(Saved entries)
┄┄┄┄┄┄┄┄┄┄

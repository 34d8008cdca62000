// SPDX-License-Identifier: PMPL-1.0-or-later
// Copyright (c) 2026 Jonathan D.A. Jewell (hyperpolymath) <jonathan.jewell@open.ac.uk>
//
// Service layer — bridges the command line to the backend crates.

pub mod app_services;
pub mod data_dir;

┄┄┄┄┄┄┄┄┄┄

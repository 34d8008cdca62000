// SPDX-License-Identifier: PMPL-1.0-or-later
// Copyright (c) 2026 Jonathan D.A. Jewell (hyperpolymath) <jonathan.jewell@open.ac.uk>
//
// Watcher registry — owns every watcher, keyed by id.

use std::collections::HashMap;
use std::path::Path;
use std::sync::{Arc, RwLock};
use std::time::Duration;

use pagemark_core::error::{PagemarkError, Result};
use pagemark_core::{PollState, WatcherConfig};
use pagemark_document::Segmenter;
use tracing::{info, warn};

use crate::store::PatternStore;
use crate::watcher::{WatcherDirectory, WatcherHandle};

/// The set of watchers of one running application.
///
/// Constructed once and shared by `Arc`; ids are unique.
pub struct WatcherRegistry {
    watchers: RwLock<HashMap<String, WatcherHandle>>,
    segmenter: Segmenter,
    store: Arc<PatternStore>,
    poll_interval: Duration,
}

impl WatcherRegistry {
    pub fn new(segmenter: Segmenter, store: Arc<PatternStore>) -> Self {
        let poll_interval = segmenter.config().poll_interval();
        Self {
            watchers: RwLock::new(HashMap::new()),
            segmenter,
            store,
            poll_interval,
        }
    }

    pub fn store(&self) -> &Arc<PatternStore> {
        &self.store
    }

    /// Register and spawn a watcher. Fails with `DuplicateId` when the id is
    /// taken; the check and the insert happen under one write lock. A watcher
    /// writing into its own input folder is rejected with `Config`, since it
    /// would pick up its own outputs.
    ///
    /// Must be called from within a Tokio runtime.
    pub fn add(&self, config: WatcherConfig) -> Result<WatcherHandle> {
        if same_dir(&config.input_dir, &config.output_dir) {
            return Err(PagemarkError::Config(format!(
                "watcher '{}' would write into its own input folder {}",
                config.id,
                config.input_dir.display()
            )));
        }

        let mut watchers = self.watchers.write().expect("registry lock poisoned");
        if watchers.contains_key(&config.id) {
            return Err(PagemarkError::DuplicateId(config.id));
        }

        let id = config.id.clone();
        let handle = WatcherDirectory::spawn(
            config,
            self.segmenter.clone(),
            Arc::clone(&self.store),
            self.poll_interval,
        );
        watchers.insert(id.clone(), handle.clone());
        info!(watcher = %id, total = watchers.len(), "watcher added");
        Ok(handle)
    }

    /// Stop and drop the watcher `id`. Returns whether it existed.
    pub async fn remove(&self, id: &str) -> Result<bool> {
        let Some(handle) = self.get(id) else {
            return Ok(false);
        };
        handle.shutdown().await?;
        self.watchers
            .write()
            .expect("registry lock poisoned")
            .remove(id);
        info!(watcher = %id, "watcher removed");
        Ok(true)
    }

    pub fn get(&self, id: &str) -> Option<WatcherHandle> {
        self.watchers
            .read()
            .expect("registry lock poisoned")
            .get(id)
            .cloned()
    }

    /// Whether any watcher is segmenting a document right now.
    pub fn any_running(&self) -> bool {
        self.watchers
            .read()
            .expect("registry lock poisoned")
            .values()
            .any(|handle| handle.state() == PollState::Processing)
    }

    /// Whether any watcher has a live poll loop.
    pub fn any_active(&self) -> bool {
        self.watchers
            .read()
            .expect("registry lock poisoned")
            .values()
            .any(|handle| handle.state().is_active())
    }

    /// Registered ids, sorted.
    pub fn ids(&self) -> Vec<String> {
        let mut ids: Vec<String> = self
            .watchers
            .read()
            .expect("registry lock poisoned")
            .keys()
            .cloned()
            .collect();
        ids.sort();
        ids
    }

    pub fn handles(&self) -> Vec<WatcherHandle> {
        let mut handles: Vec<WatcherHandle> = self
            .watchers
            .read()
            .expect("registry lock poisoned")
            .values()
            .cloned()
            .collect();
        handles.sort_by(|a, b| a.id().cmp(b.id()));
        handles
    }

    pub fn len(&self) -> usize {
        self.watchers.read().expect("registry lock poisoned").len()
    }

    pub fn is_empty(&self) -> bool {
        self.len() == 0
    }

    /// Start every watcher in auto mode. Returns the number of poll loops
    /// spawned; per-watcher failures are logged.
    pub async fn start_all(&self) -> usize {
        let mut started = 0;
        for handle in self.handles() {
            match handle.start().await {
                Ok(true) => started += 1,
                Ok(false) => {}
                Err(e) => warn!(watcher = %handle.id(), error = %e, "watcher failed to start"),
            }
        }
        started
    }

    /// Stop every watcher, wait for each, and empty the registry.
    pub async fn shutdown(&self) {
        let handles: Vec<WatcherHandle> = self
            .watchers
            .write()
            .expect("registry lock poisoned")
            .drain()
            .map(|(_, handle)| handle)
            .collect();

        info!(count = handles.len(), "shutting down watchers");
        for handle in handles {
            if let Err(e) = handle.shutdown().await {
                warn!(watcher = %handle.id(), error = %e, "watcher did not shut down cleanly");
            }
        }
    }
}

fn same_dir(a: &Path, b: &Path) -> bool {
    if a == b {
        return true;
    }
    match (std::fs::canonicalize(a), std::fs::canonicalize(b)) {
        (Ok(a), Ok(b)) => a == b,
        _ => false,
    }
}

┄┄┄┄┄┄┄┄┄┄

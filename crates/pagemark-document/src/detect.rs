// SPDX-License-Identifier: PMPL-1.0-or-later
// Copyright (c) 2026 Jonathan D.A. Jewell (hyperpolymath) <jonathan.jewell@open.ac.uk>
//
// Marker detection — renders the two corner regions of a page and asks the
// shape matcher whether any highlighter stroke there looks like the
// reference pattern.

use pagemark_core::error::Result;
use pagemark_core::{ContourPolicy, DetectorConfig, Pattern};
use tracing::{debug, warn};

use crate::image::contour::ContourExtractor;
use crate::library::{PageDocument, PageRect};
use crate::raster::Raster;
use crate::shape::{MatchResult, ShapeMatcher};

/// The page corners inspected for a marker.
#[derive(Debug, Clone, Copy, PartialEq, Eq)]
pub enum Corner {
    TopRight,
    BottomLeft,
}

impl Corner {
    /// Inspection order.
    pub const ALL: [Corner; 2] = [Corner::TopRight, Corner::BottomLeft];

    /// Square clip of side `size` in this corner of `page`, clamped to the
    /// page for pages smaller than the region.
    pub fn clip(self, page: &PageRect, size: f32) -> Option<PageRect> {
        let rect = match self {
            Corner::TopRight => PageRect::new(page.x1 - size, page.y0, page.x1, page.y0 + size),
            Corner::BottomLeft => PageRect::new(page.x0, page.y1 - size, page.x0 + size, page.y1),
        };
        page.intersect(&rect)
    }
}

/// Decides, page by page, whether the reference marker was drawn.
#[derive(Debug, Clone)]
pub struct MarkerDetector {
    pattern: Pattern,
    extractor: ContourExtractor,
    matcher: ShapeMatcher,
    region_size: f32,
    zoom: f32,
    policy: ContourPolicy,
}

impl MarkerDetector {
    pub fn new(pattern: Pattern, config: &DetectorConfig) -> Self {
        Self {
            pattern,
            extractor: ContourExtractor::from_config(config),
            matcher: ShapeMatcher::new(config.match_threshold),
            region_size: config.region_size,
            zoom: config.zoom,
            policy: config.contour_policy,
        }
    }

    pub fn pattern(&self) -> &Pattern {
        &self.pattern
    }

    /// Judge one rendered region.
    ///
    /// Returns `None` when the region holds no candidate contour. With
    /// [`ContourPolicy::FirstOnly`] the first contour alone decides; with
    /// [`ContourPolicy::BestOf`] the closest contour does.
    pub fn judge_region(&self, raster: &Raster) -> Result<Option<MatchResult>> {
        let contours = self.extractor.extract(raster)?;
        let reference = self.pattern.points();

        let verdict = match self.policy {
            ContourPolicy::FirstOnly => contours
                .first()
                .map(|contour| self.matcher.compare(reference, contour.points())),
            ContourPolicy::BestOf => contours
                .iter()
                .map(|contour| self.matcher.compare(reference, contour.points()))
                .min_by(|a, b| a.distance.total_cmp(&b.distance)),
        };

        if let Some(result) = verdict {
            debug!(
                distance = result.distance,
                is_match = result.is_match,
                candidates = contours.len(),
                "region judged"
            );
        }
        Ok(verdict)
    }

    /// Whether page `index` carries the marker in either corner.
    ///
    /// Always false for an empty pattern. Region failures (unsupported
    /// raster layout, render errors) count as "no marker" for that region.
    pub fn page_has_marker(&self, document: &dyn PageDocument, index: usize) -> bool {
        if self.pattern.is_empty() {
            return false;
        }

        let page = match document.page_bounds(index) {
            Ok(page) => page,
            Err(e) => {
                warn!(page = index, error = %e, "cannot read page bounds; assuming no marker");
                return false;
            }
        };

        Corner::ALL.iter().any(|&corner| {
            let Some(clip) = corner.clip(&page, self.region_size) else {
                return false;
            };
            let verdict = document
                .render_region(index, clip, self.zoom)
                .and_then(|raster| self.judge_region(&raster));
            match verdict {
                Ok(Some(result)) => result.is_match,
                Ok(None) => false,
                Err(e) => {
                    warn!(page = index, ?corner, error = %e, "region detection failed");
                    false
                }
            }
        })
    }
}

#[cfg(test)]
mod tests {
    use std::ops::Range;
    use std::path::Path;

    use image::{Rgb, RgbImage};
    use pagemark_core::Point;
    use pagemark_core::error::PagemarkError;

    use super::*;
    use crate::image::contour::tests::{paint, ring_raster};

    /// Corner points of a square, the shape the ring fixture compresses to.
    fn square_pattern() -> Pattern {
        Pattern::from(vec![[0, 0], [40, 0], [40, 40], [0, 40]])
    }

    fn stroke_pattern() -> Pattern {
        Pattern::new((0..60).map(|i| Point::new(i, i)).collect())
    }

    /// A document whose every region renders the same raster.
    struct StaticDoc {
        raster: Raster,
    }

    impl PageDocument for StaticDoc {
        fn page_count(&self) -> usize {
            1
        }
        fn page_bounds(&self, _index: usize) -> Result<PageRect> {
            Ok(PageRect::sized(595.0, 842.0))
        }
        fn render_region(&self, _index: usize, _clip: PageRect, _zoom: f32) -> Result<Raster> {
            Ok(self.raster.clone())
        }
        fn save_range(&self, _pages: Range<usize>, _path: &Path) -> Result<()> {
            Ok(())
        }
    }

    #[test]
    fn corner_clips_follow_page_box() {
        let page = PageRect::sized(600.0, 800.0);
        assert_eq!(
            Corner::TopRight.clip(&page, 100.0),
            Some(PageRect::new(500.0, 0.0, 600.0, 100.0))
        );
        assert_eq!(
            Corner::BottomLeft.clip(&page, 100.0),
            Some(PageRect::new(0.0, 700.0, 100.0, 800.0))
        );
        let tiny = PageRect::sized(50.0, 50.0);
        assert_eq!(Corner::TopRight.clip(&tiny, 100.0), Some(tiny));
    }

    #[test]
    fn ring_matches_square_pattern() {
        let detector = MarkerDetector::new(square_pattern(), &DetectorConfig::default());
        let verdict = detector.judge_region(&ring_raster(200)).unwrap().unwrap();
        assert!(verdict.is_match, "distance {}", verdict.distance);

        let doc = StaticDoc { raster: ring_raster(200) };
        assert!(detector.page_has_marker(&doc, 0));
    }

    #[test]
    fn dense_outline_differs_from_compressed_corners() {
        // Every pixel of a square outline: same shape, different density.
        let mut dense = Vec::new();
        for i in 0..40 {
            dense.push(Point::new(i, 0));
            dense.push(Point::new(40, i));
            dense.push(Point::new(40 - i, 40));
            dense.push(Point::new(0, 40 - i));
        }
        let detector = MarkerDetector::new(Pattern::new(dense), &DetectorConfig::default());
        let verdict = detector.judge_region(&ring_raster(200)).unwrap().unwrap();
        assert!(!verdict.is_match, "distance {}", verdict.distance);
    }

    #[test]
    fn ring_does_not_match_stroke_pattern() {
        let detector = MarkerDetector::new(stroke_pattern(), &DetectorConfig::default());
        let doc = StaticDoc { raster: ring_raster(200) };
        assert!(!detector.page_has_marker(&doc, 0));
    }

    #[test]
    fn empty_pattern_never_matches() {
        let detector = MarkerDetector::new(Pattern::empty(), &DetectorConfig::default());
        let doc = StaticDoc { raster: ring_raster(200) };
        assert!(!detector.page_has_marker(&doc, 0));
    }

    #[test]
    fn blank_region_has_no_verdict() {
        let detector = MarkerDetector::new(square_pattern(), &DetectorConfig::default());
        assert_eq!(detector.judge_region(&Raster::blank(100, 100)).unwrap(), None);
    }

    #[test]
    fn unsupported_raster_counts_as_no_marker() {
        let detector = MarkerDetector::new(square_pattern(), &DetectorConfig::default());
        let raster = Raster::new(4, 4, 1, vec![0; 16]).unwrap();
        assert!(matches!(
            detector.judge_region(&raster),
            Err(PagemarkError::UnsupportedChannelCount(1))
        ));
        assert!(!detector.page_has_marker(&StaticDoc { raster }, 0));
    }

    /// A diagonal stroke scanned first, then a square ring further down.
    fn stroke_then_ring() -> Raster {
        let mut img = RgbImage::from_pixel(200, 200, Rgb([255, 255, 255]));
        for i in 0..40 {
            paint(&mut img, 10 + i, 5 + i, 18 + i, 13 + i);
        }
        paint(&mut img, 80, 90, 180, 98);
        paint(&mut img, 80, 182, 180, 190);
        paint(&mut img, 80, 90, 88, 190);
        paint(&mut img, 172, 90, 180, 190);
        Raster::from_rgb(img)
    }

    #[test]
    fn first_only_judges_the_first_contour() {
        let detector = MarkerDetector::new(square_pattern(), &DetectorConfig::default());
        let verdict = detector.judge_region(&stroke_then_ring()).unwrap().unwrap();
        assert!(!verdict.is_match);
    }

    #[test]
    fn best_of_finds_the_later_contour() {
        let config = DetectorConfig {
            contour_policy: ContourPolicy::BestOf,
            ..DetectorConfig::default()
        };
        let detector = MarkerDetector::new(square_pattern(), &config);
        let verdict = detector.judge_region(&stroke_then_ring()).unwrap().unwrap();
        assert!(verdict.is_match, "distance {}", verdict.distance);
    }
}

┄┄┄┄┄┄┄┄┄┄

The lines to copy are those above that contain the string "MatchResult".

use crate::shape::{MatchResult, ShapeMatcher};
    pub fn judge_region(&self, raster: &Raster) -> Result<Option<MatchResult>> {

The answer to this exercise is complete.